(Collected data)

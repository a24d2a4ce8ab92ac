//! Display labels for graph vertices.

/// Line break as written inside a quoted DOT string.
pub const LINE_BREAK: &str = "\\n";

/// Default number of summary words per label line.
pub const DEFAULT_WRAP_WORDS: usize = 3;

/// Wrap `text` into a multi-line DOT label.
///
/// Quotes and backslashes become spaces so the label can be embedded in a
/// quoted DOT string. The first word (the issue key) gets a line of its own;
/// the remaining words are grouped `words_per_line` to a line and joined with
/// the two-character escape `\n`.
///
/// # Example
/// ```
/// use jira_report::label::wrap_text;
///
/// assert_eq!(
///     wrap_text("ECO-1 Fix the login page", 3),
///     "ECO-1\\nFix the login\\npage"
/// );
/// ```
pub fn wrap_text(text: &str, words_per_line: usize) -> String {
    let per_line = words_per_line.max(1);
    let cleaned = text.replace(['\'', '"', '\\'], " ");

    let mut output = String::new();
    for (index, word) in cleaned.split_whitespace().enumerate() {
        if index > 0 {
            if (index - 1) % per_line == 0 {
                output.push_str(LINE_BREAK);
            } else {
                output.push(' ');
            }
        }
        output.push_str(word);
    }
    output
}

/// Build the label for an issue from its key and summary.
pub fn issue_label(key: &str, summary: &str, words_per_line: usize) -> String {
    wrap_text(&format!("{} {}", key, summary), words_per_line)
}

/// Collapse a wrapped label back onto a single line.
pub fn flatten(label: &str) -> String {
    label.replace(LINE_BREAK, " ")
}
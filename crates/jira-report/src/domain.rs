//! Core domain types for issue records and the dependency graph built from them.
//!
//! Provider adapters produce [`IssueRecord`]s; the traversal turns those into
//! [`Vertex`] and [`Edge`] values keyed by display label.

use serde::{Serialize, Serializer};

/// Graph value used when the provider does not report an estimate.
pub const UNESTIMATED_POINTS: f64 = -1.0;

/// Synthetic estimate for vertices known only through a link.
pub const PLACEHOLDER_POINTS: f64 = 0.01;

/// Value substituted for zero or missing estimates when summarizing a plan.
pub const PLANNING_SENTINEL: f64 = -1.01;

/// An issue as returned by a query against the tracker.
#[derive(Debug, Clone, PartialEq)]
pub struct IssueRecord {
    pub key: String,
    pub summary: String,
    pub status: String,
    /// Story points, if the provider's estimate field is present and numeric.
    pub estimate: Option<f64>,
    pub links: Vec<IssueLink>,
}

impl IssueRecord {
    /// Create a record with no estimate and no links
    pub fn new(key: impl Into<String>, summary: impl Into<String>, status: impl Into<String>) -> Self {
        Self {
            key: key.into(),
            summary: summary.into(),
            status: status.into(),
            estimate: None,
            links: Vec::new(),
        }
    }

    pub fn with_estimate(mut self, points: f64) -> Self {
        self.estimate = Some(points);
        self
    }

    /// Add a link where this issue blocks `issue`
    pub fn blocks(mut self, issue: LinkedIssue) -> Self {
        self.links.push(IssueLink::outward(issue));
        self
    }

    /// Add a link where this issue is blocked by `issue`
    pub fn blocked_by(mut self, issue: LinkedIssue) -> Self {
        self.links.push(IssueLink::inward(issue));
        self
    }
}

/// The far end of an issue link.
#[derive(Debug, Clone, PartialEq, Eq)]
pub struct LinkedIssue {
    pub key: String,
    pub summary: String,
    pub status: String,
}

impl LinkedIssue {
    pub fn new(key: impl Into<String>, summary: impl Into<String>, status: impl Into<String>) -> Self {
        Self {
            key: key.into(),
            summary: summary.into(),
            status: status.into(),
        }
    }
}

/// A declared relationship between the owning issue and another issue.
///
/// Jira reports each link from the point of view of the issue being read: an
/// `outward` issue comes after the owner ("blocks"), an `inward` issue comes
/// before it ("is blocked by"). Either side may be missing.
#[derive(Debug, Clone, PartialEq, Eq, Default)]
pub struct IssueLink {
    /// Link type name such as `Blocks`, when the provider reports it.
    pub link_type: Option<String>,
    pub outward: Option<LinkedIssue>,
    pub inward: Option<LinkedIssue>,
}

impl IssueLink {
    pub fn outward(issue: LinkedIssue) -> Self {
        Self {
            outward: Some(issue),
            ..Self::default()
        }
    }

    pub fn inward(issue: LinkedIssue) -> Self {
        Self {
            inward: Some(issue),
            ..Self::default()
        }
    }

    pub fn with_type(mut self, name: impl Into<String>) -> Self {
        self.link_type = Some(name.into());
        self
    }
}

/// Estimate attached to a vertex.
#[derive(Debug, Clone, Copy, PartialEq)]
pub enum Estimate {
    /// Value reported by the provider.
    Points(f64),
    /// The provider had no usable estimate for a fetched issue.
    Unestimated,
    /// Vertex discovered only through a link of another issue.
    Placeholder,
}

impl Estimate {
    pub fn from_points(points: Option<f64>) -> Self {
        match points {
            Some(p) => Estimate::Points(p),
            None => Estimate::Unestimated,
        }
    }

    /// Value recorded in the graph.
    pub fn value(self) -> f64 {
        match self {
            Estimate::Points(p) => p,
            Estimate::Unestimated => UNESTIMATED_POINTS,
            Estimate::Placeholder => PLACEHOLDER_POINTS,
        }
    }

    /// Value used by the planning summary. Zero and missing estimates count
    /// as [`PLANNING_SENTINEL`].
    pub fn planning_value(self) -> f64 {
        match self {
            Estimate::Points(p) if p != 0.0 => p,
            Estimate::Points(_) | Estimate::Unestimated => PLANNING_SENTINEL,
            Estimate::Placeholder => PLACEHOLDER_POINTS,
        }
    }

    pub fn is_placeholder(self) -> bool {
        matches!(self, Estimate::Placeholder)
    }
}

impl Serialize for Estimate {
    fn serialize<S: Serializer>(&self, serializer: S) -> Result<S::Ok, S::Error> {
        serializer.serialize_f64(self.value())
    }
}

/// A node of the dependency graph.
#[derive(Debug, Clone, PartialEq, Serialize)]
pub struct Vertex {
    pub label: String,
    pub status: String,
    pub estimate: Estimate,
}

impl Vertex {
    pub fn new(label: impl Into<String>, status: impl Into<String>, estimate: Estimate) -> Self {
        Self {
            label: label.into(),
            status: status.into(),
            estimate,
        }
    }
}

/// A "must happen before" relationship: `from` precedes `to`.
#[derive(Debug, Clone, PartialEq, Eq, PartialOrd, Ord, Hash, Serialize)]
pub struct Edge {
    pub from: String,
    pub to: String,
}

impl Edge {
    pub fn new(from: impl Into<String>, to: impl Into<String>) -> Self {
        Self {
            from: from.into(),
            to: to.into(),
        }
    }
}

/// Key substrings excluded from the report.
#[derive(Debug, Clone, Default, PartialEq, Eq)]
pub struct Blacklist {
    entries: Vec<String>,
}

impl Blacklist {
    pub fn new<I, S>(entries: I) -> Self
    where
        I: IntoIterator<Item = S>,
        S: Into<String>,
    {
        let mut list = Self::default();
        list.extend(entries);
        list
    }

    /// Parse a comma-separated list, ignoring blank items.
    pub fn parse(input: &str) -> Self {
        Self::new(input.split(','))
    }

    pub fn extend<I, S>(&mut self, entries: I)
    where
        I: IntoIterator<Item = S>,
        S: Into<String>,
    {
        for entry in entries {
            let entry = entry.into().trim().to_string();
            if !entry.is_empty() && !self.entries.contains(&entry) {
                self.entries.push(entry);
            }
        }
    }

    /// True when `key` contains any blacklisted substring.
    pub fn contains(&self, key: &str) -> bool {
        self.entries.iter().any(|entry| key.contains(entry.as_str()))
    }

    pub fn is_empty(&self) -> bool {
        self.entries.is_empty()
    }

    pub fn entries(&self) -> &[String] {
        &self.entries
    }
}
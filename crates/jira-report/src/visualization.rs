//! Export of the issue dependency graph to text formats.
//!
//! DOT (Graphviz) is the primary output; Mermaid is offered for pasting into
//! Markdown documents. Node colors are derived from the issue status.

use crate::domain::Vertex;
use crate::graph::IssueGraph;
use crate::label::LINE_BREAK;
use std::collections::HashMap;
use std::str::FromStr;

/// Fill color for statuses missing from [`STATUS_COLORS`].
pub const DEFAULT_COLOR: &str = "orange";

/// Fill color per workflow status.
pub const STATUS_COLORS: &[(&str, &str)] = &[
    ("Open", "AliceBlue"),
    ("Reopened", "AliceBlue"),
    ("Ready for Review", "lightpink"),
    ("Ready for Development", "lightyellow"),
    ("In Development", "aquamarine"),
    ("Code Review", "lightblue"),
    ("Formal Testing in Progress", "lightblue"),
    ("Closed", "PaleGreen"),
];

/// Look up the fill color for a status, falling back to [`DEFAULT_COLOR`].
pub fn status_color(status: &str) -> &'static str {
    STATUS_COLORS
        .iter()
        .find(|(name, _)| *name == status)
        .map(|(_, color)| *color)
        .unwrap_or(DEFAULT_COLOR)
}

/// Supported text formats for the graph.
#[derive(Debug, Clone, Copy, PartialEq, Eq, Default)]
pub enum GraphFormat {
    #[default]
    Dot,
    Mermaid,
    Json,
}

impl FromStr for GraphFormat {
    type Err = String;

    fn from_str(s: &str) -> Result<Self, Self::Err> {
        match s.to_lowercase().as_str() {
            "dot" | "graphviz" => Ok(GraphFormat::Dot),
            "mermaid" => Ok(GraphFormat::Mermaid),
            "json" => Ok(GraphFormat::Json),
            _ => Err(format!(
                "Unsupported format: {}. Use 'dot', 'mermaid' or 'json'",
                s
            )),
        }
    }
}

/// Quote a label as a DOT string.
///
/// A `\n` line break is kept as an escape; any other backslash and every
/// double quote is escaped so the string always terminates.
fn quote(label: &str) -> String {
    let mut quoted = String::with_capacity(label.len() + 2);
    quoted.push('"');

    let mut chars = label.chars().peekable();
    while let Some(c) = chars.next() {
        match c {
            '\\' if chars.peek() == Some(&'n') => {
                chars.next();
                quoted.push_str(LINE_BREAK);
            }
            '\\' => quoted.push_str("\\\\"),
            '"' => quoted.push_str("\\\""),
            _ => quoted.push(c),
        }
    }

    quoted.push('"');
    quoted
}

/// Export the graph as DOT for Graphviz
///
/// Generates a directed graph with one filled node per vertex, colored by
/// status, and one `->` edge per dependency.
///
/// # Example
/// ```
/// use jira_report::domain::{Estimate, Vertex};
/// use jira_report::graph::IssueGraph;
/// use jira_report::visualization::export_dot;
///
/// let mut graph = IssueGraph::new();
/// graph.add_vertex(Vertex::new("A-1 Fix bug", "Open", Estimate::Points(2.0)));
///
/// let dot = export_dot(&graph);
/// assert!(dot.contains(r#""A-1 Fix bug" [color="AliceBlue"];"#));
/// assert!(!dot.contains("->"));
/// ```
pub fn export_dot(graph: &IssueGraph) -> String {
    let mut output = String::from("digraph G {\n");
    output.push_str("  node [fontname=\"Verdana\", style=\"filled\"];\n");

    for vertex in graph.vertices() {
        output.push_str(&format!(
            "  {} [color=\"{}\"];\n",
            quote(&vertex.label),
            status_color(&vertex.status)
        ));
    }

    for edge in graph.edges() {
        output.push_str(&format!("  {} -> {};\n", quote(&edge.from), quote(&edge.to)));
    }

    output.push_str("}\n");
    output
}

/// Export the graph as a Mermaid flowchart
///
/// Labels are not valid Mermaid identifiers, so nodes get positional ids
/// (`n0`, `n1`, ...). Edge endpoints that are not vertices get ids too.
pub fn export_mermaid(graph: &IssueGraph) -> String {
    let mut nodes = MermaidNodes::default();
    for vertex in graph.vertices() {
        nodes.id(&vertex.label, Some(vertex));
    }

    let mut edges = String::new();
    for edge in graph.edges() {
        let from = nodes.id(&edge.from, None);
        let to = nodes.id(&edge.to, None);
        edges.push_str(&format!("  {} --> {}\n", from, to));
    }

    let mut output = String::from("graph LR\n");
    output.push_str(&nodes.declarations);
    output.push('\n');
    output.push_str(&edges);

    if !nodes.styles.is_empty() {
        output.push('\n');
        output.push_str(&nodes.styles);
    }

    output
}

#[derive(Default)]
struct MermaidNodes<'a> {
    ids: HashMap<&'a str, String>,
    declarations: String,
    styles: String,
}

impl<'a> MermaidNodes<'a> {
    fn id(&mut self, label: &'a str, vertex: Option<&Vertex>) -> String {
        if let Some(id) = self.ids.get(label) {
            return id.clone();
        }

        let id = format!("n{}", self.ids.len());
        let text = label.replace(LINE_BREAK, "<br/>").replace('"', "#quot;");
        self.declarations
            .push_str(&format!("  {}[\"{}\"]\n", id, text));
        if let Some(vertex) = vertex {
            self.styles.push_str(&format!(
                "  style {} fill:{}\n",
                id,
                status_color(&vertex.status).to_lowercase()
            ));
        }
        self.ids.insert(label, id.clone());
        id
    }
}


#[cfg(test)]
mod proptests {
    use super::*;
    use crate::domain::{Edge, Estimate};
    use proptest::prelude::*;

    fn label() -> impl Strategy<Value = String> {
        prop::string::string_regex("[A-Z]{1,3}-[0-9]{1,3}( [a-z]{1,6}){0,4}").unwrap()
    }

    fn status() -> impl Strategy<Value = String> {
        prop::sample::select(vec![
            "Open".to_string(),
            "Closed".to_string(),
            "In Development".to_string(),
            "Something Else".to_string(),
        ])
    }

    proptest! {
        /// Property: one node line per vertex and one edge line per edge
        #[test]
        fn prop_dot_declares_each_item_once(
            vertices in prop::collection::vec((label(), status()), 0..12),
            edge_picks in prop::collection::vec((0usize..12, 0usize..12), 0..20)
        ) {
            let mut graph = IssueGraph::new();
            for (label, status) in &vertices {
                graph.add_vertex(Vertex::new(label.clone(), status.clone(), Estimate::Placeholder));
            }
            if !vertices.is_empty() {
                for (a, b) in edge_picks {
                    let from = &vertices[a % vertices.len()].0;
                    let to = &vertices[b % vertices.len()].0;
                    graph.add_edge(Edge::new(from.clone(), to.clone()));
                }
            }

            let dot = export_dot(&graph);
            let node_lines = dot.lines().filter(|l| l.contains(" [color=")).count();
            let edge_lines = dot.lines().filter(|l| l.contains(" -> ")).count();

            prop_assert_eq!(node_lines, graph.vertex_count());
            prop_assert_eq!(edge_lines, graph.edge_count());

            for vertex in graph.vertices() {
                let declaration = format!("  \"{}\" [color=", vertex.label);
                prop_assert_eq!(dot.matches(&declaration).count(), 1);
            }
        }
    }
}
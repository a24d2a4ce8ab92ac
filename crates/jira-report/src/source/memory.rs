//! In-memory issue source for testing.
//!
//! Answers key disjunctions (the shape of every follow-up query) by looking
//! up stored issues, and any other query through canned results registered
//! with [`InMemorySource::add_query`]. Every executed query is recorded.

use crate::domain::IssueRecord;
use crate::query::parse_key_disjunction;
use crate::source::{IssueSource, SourceError};
use std::cell::RefCell;
use std::collections::HashMap;
use std::rc::Rc;

/// In-memory source backed by HashMaps.
///
/// Uses `Rc<RefCell<>>` for shared interior mutability - clones share the same
/// data and the same query log.
#[derive(Clone, Default)]
pub struct InMemorySource {
    issues: Rc<RefCell<HashMap<String, IssueRecord>>>,
    queries: Rc<RefCell<HashMap<String, Vec<String>>>>,
    log: Rc<RefCell<Vec<String>>>,
}

impl InMemorySource {
    pub fn new() -> Self {
        Self::default()
    }

    /// Store an issue, replacing any issue with the same key.
    pub fn add_issue(&self, issue: IssueRecord) {
        self.issues.borrow_mut().insert(issue.key.clone(), issue);
    }

    /// Register the keys returned for an arbitrary query string.
    pub fn add_query<I, S>(&self, query: impl Into<String>, keys: I)
    where
        I: IntoIterator<Item = S>,
        S: Into<String>,
    {
        self.queries
            .borrow_mut()
            .insert(query.into(), keys.into_iter().map(Into::into).collect());
    }

    /// Queries executed so far, in order.
    pub fn executed_queries(&self) -> Vec<String> {
        self.log.borrow().clone()
    }

    fn lookup(&self, keys: &[String]) -> Vec<IssueRecord> {
        let issues = self.issues.borrow();
        keys.iter().filter_map(|key| issues.get(key).cloned()).collect()
    }
}

impl IssueSource for InMemorySource {
    fn search(&self, query: &str) -> Result<Vec<IssueRecord>, SourceError> {
        self.log.borrow_mut().push(query.to_string());

        if let Some(keys) = self.queries.borrow().get(query) {
            return Ok(self.lookup(keys));
        }

        match parse_key_disjunction(query) {
            Some(keys) => Ok(self.lookup(&keys)),
            None => Err(SourceError::InvalidQuery {
                query: query.to_string(),
                message: "no canned result for this query".to_string(),
            }),
        }
    }
}

#[cfg(test)]
mod tests {
    use super::*;

    #[test]
    fn test_key_lookup_skips_unknown_keys() {
        let source = InMemorySource::new();
        source.add_issue(IssueRecord::new("ECO-1", "One", "Open"));

        let found = source.search(r#"key="ECO-1" or key="ECO-9""#).unwrap();
        assert_eq!(found.len(), 1);
        assert_eq!(found[0].key, "ECO-1");
    }

    #[test]
    fn test_canned_query() {
        let source = InMemorySource::new();
        source.add_issue(IssueRecord::new("ECO-1", "One", "Open"));
        source.add_issue(IssueRecord::new("ECO-2", "Two", "Open"));
        source.add_query("\"Epic Link\" = ECO-100", ["ECO-2", "ECO-1"]);

        let found = source.search("\"Epic Link\" = ECO-100").unwrap();
        let keys: Vec<&str> = found.iter().map(|i| i.key.as_str()).collect();
        assert_eq!(keys, vec!["ECO-2", "ECO-1"]);
    }

    #[test]
    fn test_unknown_query_is_an_error() {
        let source = InMemorySource::new();
        let err = source.search("project = ECO").unwrap_err();
        assert!(matches!(err, SourceError::InvalidQuery { .. }));
    }

    #[test]
    fn test_clones_share_log() {
        let source = InMemorySource::new();
        let clone = source.clone();
        let _ = clone.search(r#"key="ECO-1""#);
        assert_eq!(source.executed_queries(), vec![r#"key="ECO-1""#.to_string()]);
    }
}
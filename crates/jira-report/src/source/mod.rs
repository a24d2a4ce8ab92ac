//! Query abstraction over the issue tracker.
//!
//! This module defines the `IssueSource` trait that the traversal runs
//! against, allowing the Jira HTTP client and in-memory fixtures to be used
//! interchangeably.

use crate::domain::IssueRecord;
use thiserror::Error;

pub mod jira;
pub mod memory;

pub use jira::{JiraClient, JiraSettings};

pub use memory::InMemorySource;

/// Errors raised while executing a query against the tracker.
#[derive(Debug, Error)]
pub enum SourceError {
    /// The transport failed (DNS, connection refused, TLS, timeout).
    #[error("HTTP request failed: {0}")]
    Http(#[from] ureq::Error),

    /// The tracker rejected the credentials.
    #[error("authentication failed: server returned {status}")]
    Unauthorized { status: u16 },

    /// The tracker rejected the query.
    #[error("invalid query '{query}': {message}")]
    InvalidQuery { query: String, message: String },

    /// Any other non-success response.
    #[error("unexpected response status {status} from {url}")]
    UnexpectedStatus { status: u16, url: String },

    /// The response body did not have the expected shape.
    #[error("failed to decode response: {0}")]
    Decode(String),
}

/// Trait for backends that can answer issue queries.
///
/// # Examples
///
/// ```
/// use jira_report::domain::IssueRecord;
/// use jira_report::source::{InMemorySource, IssueSource};
///
/// let source = InMemorySource::new();
/// source.add_issue(IssueRecord::new("ECO-1", "Fix bug", "Open"));
///
/// let issues = source.search(r#"key="ECO-1""#).unwrap();
/// assert_eq!(issues[0].summary, "Fix bug");
/// ```
pub trait IssueSource {
    /// Execute `query` and return every matching issue.
    ///
    /// # Errors
    ///
    /// Returns an error if the query cannot be executed. Callers are expected
    /// to propagate it; there is no retry.
    fn search(&self, query: &str) -> Result<Vec<IssueRecord>, SourceError>;
}

impl<S: IssueSource + ?Sized> IssueSource for &S {
    fn search(&self, query: &str) -> Result<Vec<IssueRecord>, SourceError> {
        (**self).search(query)
    }
}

--- Work instructions ---
Read through the lines above and collect those that contain the string "same".

--- Result ---
/// Uses `Rc<RefCell<>>` for shared interior mutability - clones share the same
/// data and the same query log.
    /// Store an issue, replacing any issue with the same key.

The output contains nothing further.